▸ **ABOUT THIS EXERCISE**: Scan the entries below for the word "runs" and copy every line where it turns up.

========

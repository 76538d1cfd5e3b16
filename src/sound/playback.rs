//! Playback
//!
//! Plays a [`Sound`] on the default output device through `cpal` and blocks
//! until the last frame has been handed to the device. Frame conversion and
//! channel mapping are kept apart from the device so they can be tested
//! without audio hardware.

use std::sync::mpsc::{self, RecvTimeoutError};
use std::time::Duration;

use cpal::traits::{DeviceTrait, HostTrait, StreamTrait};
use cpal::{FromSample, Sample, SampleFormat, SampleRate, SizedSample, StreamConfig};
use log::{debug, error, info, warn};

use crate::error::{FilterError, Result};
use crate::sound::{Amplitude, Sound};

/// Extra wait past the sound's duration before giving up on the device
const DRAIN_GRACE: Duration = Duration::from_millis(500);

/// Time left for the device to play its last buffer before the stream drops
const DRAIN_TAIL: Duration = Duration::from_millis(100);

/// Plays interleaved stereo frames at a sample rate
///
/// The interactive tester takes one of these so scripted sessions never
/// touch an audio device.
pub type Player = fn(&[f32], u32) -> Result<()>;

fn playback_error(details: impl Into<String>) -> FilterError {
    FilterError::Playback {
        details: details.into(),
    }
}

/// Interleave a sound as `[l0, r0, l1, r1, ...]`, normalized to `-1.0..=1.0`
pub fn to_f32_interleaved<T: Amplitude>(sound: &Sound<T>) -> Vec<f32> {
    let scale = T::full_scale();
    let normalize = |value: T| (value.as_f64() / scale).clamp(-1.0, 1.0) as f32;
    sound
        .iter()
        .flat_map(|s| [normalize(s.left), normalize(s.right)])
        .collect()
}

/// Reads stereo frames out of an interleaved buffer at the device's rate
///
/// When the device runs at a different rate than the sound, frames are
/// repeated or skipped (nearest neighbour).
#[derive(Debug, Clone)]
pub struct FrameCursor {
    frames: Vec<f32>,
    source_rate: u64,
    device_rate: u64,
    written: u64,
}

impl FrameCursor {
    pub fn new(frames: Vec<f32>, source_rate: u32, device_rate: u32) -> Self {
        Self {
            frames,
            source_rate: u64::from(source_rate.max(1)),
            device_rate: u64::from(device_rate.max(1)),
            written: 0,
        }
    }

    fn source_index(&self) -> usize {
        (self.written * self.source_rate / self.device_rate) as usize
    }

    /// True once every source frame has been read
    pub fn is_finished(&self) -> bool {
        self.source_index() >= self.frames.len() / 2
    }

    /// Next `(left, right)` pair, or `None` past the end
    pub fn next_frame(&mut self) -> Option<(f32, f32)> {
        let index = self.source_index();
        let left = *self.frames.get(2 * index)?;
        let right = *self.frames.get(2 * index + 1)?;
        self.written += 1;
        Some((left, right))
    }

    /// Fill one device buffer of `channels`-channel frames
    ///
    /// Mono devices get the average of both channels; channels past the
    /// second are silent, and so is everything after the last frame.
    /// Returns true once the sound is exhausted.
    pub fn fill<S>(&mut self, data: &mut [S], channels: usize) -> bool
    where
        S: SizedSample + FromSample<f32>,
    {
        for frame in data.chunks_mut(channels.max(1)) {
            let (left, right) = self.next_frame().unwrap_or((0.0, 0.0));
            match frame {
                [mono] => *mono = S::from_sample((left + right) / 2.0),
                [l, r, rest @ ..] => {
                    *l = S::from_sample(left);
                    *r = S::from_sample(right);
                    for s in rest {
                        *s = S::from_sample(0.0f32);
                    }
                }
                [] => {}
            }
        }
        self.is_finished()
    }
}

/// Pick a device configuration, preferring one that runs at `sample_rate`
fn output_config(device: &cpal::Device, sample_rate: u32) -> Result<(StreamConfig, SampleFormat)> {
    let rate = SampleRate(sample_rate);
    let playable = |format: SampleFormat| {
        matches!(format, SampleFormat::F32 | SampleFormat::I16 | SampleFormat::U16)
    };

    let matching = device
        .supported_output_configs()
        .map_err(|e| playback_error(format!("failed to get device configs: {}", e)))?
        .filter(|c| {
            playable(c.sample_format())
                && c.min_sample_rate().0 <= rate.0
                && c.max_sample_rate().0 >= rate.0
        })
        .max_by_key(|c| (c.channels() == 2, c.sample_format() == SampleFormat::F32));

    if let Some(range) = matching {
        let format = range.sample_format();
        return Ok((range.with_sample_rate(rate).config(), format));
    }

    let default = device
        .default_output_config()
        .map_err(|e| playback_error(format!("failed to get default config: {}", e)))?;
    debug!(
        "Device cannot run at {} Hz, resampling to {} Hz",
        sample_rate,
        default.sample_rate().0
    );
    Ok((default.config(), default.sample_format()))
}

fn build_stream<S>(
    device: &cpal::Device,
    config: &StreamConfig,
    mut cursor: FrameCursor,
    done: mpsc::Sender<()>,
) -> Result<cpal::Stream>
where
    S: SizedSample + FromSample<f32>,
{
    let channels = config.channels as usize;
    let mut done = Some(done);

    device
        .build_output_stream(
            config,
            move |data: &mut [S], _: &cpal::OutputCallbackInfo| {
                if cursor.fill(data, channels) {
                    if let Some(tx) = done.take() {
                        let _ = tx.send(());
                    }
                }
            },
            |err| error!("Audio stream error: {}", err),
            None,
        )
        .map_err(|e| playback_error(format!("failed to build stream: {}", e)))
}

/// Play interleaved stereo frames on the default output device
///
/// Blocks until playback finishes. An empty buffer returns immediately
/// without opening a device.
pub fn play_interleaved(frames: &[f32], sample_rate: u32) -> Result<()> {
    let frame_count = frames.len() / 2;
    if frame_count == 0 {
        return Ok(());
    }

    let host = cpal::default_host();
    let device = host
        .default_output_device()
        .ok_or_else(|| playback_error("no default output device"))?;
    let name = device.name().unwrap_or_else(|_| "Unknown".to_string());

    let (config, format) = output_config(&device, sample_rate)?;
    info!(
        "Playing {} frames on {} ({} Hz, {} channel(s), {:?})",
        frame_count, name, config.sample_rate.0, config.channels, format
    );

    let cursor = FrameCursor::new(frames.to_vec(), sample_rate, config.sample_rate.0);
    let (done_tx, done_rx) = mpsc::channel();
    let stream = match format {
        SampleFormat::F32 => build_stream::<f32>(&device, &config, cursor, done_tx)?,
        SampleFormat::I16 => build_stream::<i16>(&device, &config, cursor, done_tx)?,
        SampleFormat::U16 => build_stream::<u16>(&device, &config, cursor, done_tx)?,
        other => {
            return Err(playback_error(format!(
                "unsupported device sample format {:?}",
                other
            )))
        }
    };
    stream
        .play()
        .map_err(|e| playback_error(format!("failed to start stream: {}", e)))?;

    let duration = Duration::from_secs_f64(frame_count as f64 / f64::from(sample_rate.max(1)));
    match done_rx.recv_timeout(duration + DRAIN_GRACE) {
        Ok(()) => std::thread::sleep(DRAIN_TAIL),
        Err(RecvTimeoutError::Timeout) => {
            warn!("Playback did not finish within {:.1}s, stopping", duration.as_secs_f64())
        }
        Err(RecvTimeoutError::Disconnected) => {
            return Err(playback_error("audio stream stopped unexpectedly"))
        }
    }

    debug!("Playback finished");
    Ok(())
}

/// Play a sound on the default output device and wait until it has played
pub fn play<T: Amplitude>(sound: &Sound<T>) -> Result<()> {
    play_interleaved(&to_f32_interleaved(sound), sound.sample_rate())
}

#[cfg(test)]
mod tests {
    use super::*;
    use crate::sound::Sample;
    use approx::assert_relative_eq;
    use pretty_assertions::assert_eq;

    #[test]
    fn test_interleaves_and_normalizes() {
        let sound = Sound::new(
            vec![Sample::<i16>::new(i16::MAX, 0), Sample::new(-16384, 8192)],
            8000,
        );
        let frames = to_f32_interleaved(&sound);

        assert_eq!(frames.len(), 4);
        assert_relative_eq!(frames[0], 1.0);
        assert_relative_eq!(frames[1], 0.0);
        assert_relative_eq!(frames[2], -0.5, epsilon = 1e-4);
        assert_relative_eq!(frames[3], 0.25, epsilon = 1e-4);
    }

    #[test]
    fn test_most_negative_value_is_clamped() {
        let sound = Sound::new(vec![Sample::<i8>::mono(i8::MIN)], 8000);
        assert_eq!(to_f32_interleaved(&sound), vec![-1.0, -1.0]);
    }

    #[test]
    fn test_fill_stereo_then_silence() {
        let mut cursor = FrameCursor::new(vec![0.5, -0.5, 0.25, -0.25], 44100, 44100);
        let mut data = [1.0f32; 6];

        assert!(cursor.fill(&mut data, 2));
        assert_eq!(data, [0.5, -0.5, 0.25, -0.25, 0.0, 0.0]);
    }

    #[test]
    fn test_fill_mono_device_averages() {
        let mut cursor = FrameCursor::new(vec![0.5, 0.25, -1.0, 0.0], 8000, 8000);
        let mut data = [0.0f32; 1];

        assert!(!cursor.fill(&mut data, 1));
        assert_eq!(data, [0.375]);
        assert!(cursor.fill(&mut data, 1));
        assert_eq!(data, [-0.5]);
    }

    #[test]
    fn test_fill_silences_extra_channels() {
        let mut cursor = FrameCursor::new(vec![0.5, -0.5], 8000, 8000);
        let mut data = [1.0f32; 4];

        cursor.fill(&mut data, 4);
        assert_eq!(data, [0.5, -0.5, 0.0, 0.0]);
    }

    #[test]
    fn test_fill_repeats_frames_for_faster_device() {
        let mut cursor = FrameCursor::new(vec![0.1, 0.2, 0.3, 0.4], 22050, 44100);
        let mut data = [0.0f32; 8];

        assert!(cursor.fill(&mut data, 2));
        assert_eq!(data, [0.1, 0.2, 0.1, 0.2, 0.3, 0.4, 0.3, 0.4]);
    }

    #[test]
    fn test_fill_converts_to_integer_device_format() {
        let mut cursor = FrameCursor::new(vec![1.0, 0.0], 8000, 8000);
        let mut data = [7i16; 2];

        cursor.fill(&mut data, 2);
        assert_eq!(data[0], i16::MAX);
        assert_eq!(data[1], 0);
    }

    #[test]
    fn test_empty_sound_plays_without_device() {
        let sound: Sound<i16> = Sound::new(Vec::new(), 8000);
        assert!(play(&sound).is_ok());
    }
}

========

▸ **EXERCISE RESPONSE**:
/// When the device runs at a different rate than the sound, frames are
/// Pick a device configuration, preferring one that runs at `sample_rate`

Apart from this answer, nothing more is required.